PROBLEM TO WORK ON:
Nothing in the records may be altered, so transcribe them exactly.

DATA:
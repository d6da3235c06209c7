//! Multi-ticker batch driver.
//!
//! Tickers are independent: each one reads its own artifacts and writes its
//! own outputs, so they run in parallel on the rayon pool without locking.
//! A failing ticker is recorded and never stops the others.

use crate::config::StudyConfig;
use crate::data::provider::{MarketDataProvider, ProviderError};
use crate::data::retrieve::Retriever;
use crate::error::PipelineError;
use crate::events::EventExtractor;
use crate::export::{self, EventsSummary, ExportError, ReturnsSummary, RunSummary};
use crate::returns::ReturnBuilder;
use rayon::prelude::*;
use thiserror::Error;

/// Which pipeline stages to run per ticker.
#[derive(Debug, Clone, Copy, PartialEq, Eq)]
pub struct Stages {
    pub retrieve: bool,
    pub returns: bool,
    pub events: bool,
}

impl Default for Stages {
    fn default() -> Self {
        Self {
            retrieve: false,
            returns: true,
            events: true,
        }
    }
}

#[derive(Debug, Error)]
pub enum TickerError {
    #[error("retrieval failed: {0}")]
    Retrieve(#[from] ProviderError),

    #[error(transparent)]
    Pipeline(#[from] PipelineError),

    #[error("export failed: {0}")]
    Export(#[from] ExportError),

    #[error("retrieval requested but no provider configured")]
    NoProvider,
}

/// Summary of a batch run, sorted by ticker.
#[derive(Debug, Default)]
pub struct BatchSummary {
    pub total: usize,
    pub succeeded: Vec<RunSummary>,
    pub errors: Vec<(String, TickerError)>,
}

impl BatchSummary {
    pub fn failed(&self) -> usize {
        self.errors.len()
    }

    pub fn all_succeeded(&self) -> bool {
        self.errors.is_empty()
    }
}

/// Run the selected stages for one ticker and write its outputs.
///
/// Every selected table is built before anything is written, so a failing
/// ticker leaves no partial output. When retrieval was allowed to skip
/// recommendations the events stage is skipped as well.
pub fn run_ticker(
    config: &StudyConfig,
    provider: Option<&dyn MarketDataProvider>,
    ticker: &str,
    stages: Stages,
    allow_missing_recommendations: bool,
) -> Result<RunSummary, TickerError> {
    let mut build_events = stages.events;
    if stages.retrieve {
        let provider = provider.ok_or(TickerError::NoProvider)?;
        let report = Retriever::new(provider, config, config.start, config.end)
            .allow_missing_recommendations(allow_missing_recommendations)
            .retrieve(ticker)?;
        if build_events && report.recommendation_count.is_none() {
            tracing::warn!(ticker, "no recommendations retrieved, skipping events");
            build_events = false;
        }
    }

    let returns_table = stages
        .returns
        .then(|| ReturnBuilder::new(config).build_returns(ticker))
        .transpose()?;
    let events_table = build_events
        .then(|| EventExtractor::new(config).build_events(ticker))
        .transpose()?;

    let returns = match &returns_table {
        Some(table) => {
            let digest = export::write_returns(&config.returns_output(ticker), table)?;
            Some(ReturnsSummary::new(table, digest))
        }
        None => None,
    };
    let events = match &events_table {
        Some(table) => {
            let digest = export::write_events(&config.events_output(ticker), table)?;
            Some(EventsSummary::new(table, digest))
        }
        None => {
            if stages.events {
                export::remove_output(&config.events_output(ticker))?;
            }
            None
        }
    };

    let summary = RunSummary {
        ticker: ticker.to_string(),
        returns,
        events,
    };
    export::write_summary(&config.summary_output(ticker), &summary)?;
    Ok(summary)
}

/// Process every ticker in parallel.
pub fn run_batch(
    config: &StudyConfig,
    provider: Option<&dyn MarketDataProvider>,
    tickers: &[String],
    stages: Stages,
    allow_missing_recommendations: bool,
) -> BatchSummary {
    let mut results: Vec<(String, Result<RunSummary, TickerError>)> = tickers
        .par_iter()
        .map(|ticker| {
            let result =
                run_ticker(config, provider, ticker, stages, allow_missing_recommendations);
            if let Err(e) = &result {
                tracing::error!(ticker = %ticker, error = %e, "ticker failed");
            }
            (ticker.clone(), result)
        })
        .collect();
    results.sort_by(|a, b| a.0.cmp(&b.0));

    let mut summary = BatchSummary {
        total: results.len(),
        ..Default::default()
    };
    for (ticker, result) in results {
        match result {
            Ok(run) => summary.succeeded.push(run),
            Err(e) => summary.errors.push((ticker, e)),
        }
    }

    tracing::info!(
        total = summary.total,
        succeeded = summary.succeeded.len(),
        failed = summary.failed(),
        "batch complete"
    );
    summary
}
//! Domain types for the event study pipeline.

pub mod event;
pub mod price;
pub mod recommendation;

pub use event::{EventRecord, EventType};
pub use price::{FactorRecord, PriceRecord, ReturnRecord};
pub use recommendation::RecommendationRecord;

RESULT OF THIS EXERCISE:
repository d6da3235c06209c7
//! Multi-ticker batch driver.
//!
//! Tickers are independent: each one reads its own artifacts and writes its
//! own outputs, so they run in parallel on the rayon pool without locking.
//! A failing ticker is recorded and never stops the others.

use crate::config::StudyConfig;
use crate::data::provider::{MarketDataProvider, ProviderError};
use crate::data::retrieve::Retriever;
use crate::error::PipelineError;
use crate::events::EventExtractor;
use crate::export::{self, EventsSummary, ExportError, ReturnsSummary, RunSummary};
use crate::returns::ReturnBuilder;
use rayon::prelude::*;
use thiserror::Error;

/// Which pipeline stages to run per ticker.
#[derive(Debug, Clone, Copy, PartialEq, Eq)]
pub struct Stages {
    pub retrieve: bool,
    pub returns: bool,
    pub events: bool,
}

impl Default for Stages {
    fn default() -> Self {
        Self {
            retrieve: false,
            returns: true,
            events: true,
        }
    }
}

#[derive(Debug, Error)]
pub enum TickerError {
    #[error("retrieval failed: {0}")]
    Retrieve(#[from] ProviderError),

    #[error(transparent)]
    Pipeline(#[from] PipelineError),

    #[error("export failed: {0}")]
    Export(#[from] ExportError),

    #[error("retrieval requested but no provider configured")]
    NoProvider,
}

/// Summary of a batch run, sorted by ticker.
#[derive(Debug, Default)]
pub struct BatchSummary {
    pub total: usize,
    pub succeeded: Vec<RunSummary>,
    pub errors: Vec<(String, TickerError)>,
}

impl BatchSummary {
    pub fn failed(&self) -> usize {
        self.errors.len()
    }

    pub fn all_succeeded(&self) -> bool {
        self.errors.is_empty()
    }
}

/// Run the selected stages for one ticker and write its outputs.
///
/// Every selected table is built before anything is written, so a failing
/// ticker leaves no partial output. When retrieval was allowed to skip
/// recommendations the events stage is skipped as well.
pub fn run_ticker(
    config: &StudyConfig,
    provider: Option<&dyn MarketDataProvider>,
    ticker: &str,
    stages: Stages,
    allow_missing_recommendations: bool,
) -> Result<RunSummary, TickerError> {
    let mut build_events = stages.events;
    if stages.retrieve {
        let provider = provider.ok_or(TickerError::NoProvider)?;
        let report = Retriever::new(provider, config, config.start, config.end)
            .allow_missing_recommendations(allow_missing_recommendations)
            .retrieve(ticker)?;
        if build_events && report.recommendation_count.is_none() {
            tracing::warn!(ticker, "no recommendations retrieved, skipping events");
            build_events = false;
        }
    }

    let returns_table = stages
        .returns
        .then(|| ReturnBuilder::new(config).build_returns(ticker))
        .transpose()?;
    let events_table = build_events
        .then(|| EventExtractor::new(config).build_events(ticker))
        .transpose()?;

    let returns = match &returns_table {
        Some(table) => {
            let digest = export::write_returns(&config.returns_output(ticker), table)?;
            Some(ReturnsSummary::new(table, digest))
        }
        None => None,
    };
    let events = match &events_table {
        Some(table) => {
            let digest = export::write_events(&config.events_output(ticker), table)?;
            Some(EventsSummary::new(table, digest))
        }
        None => {
            if stages.events {
                export::remove_output(&config.events_output(ticker))?;
            }
            None
        }
    };

    let summary = RunSummary {
        ticker: ticker.to_string(),
        returns,
        events,
    };
    export::write_summary(&config.summary_output(ticker), &summary)?;
    Ok(summary)
}

/// Process every ticker in parallel.
pub fn run_batch(
    config: &StudyConfig,
    provider: Option<&dyn MarketDataProvider>,
    tickers: &[String],
    stages: Stages,
    allow_missing_recommendations: bool,
) -> BatchSummary {
    let mut results: Vec<(String, Result<RunSummary, TickerError>)> = tickers
        .par_iter()
        .map(|ticker| {
            let result =
                run_ticker(config, provider, ticker, stages, allow_missing_recommendations);
            if let Err(e) = &result {
                tracing::error!(ticker = %ticker, error = %e, "ticker failed");
            }
            (ticker.clone(), result)
        })
        .collect();
    results.sort_by(|a, b| a.0.cmp(&b.0));

    let mut summary = BatchSummary {
        total: results.len(),
        ..Default::default()
    };
    for (ticker, result) in results {
        match result {
            Ok(run) => summary.succeeded.push(run),
            Err(e) => summary.errors.push((ticker, e)),
        }
    }

    tracing::info!(
        total = summary.total,
        succeeded = summary.succeeded.len(),
        failed = summary.failed(),
        "batch complete"
    );
    summary
}
//! Domain types for the event study pipeline.

pub mod event;
pub mod price;
pub mod recommendation;

pub use event::{EventRecord, EventType};
pub use price::{FactorRecord, PriceRecord, ReturnRecord};
pub use recommendation::RecommendationRecord;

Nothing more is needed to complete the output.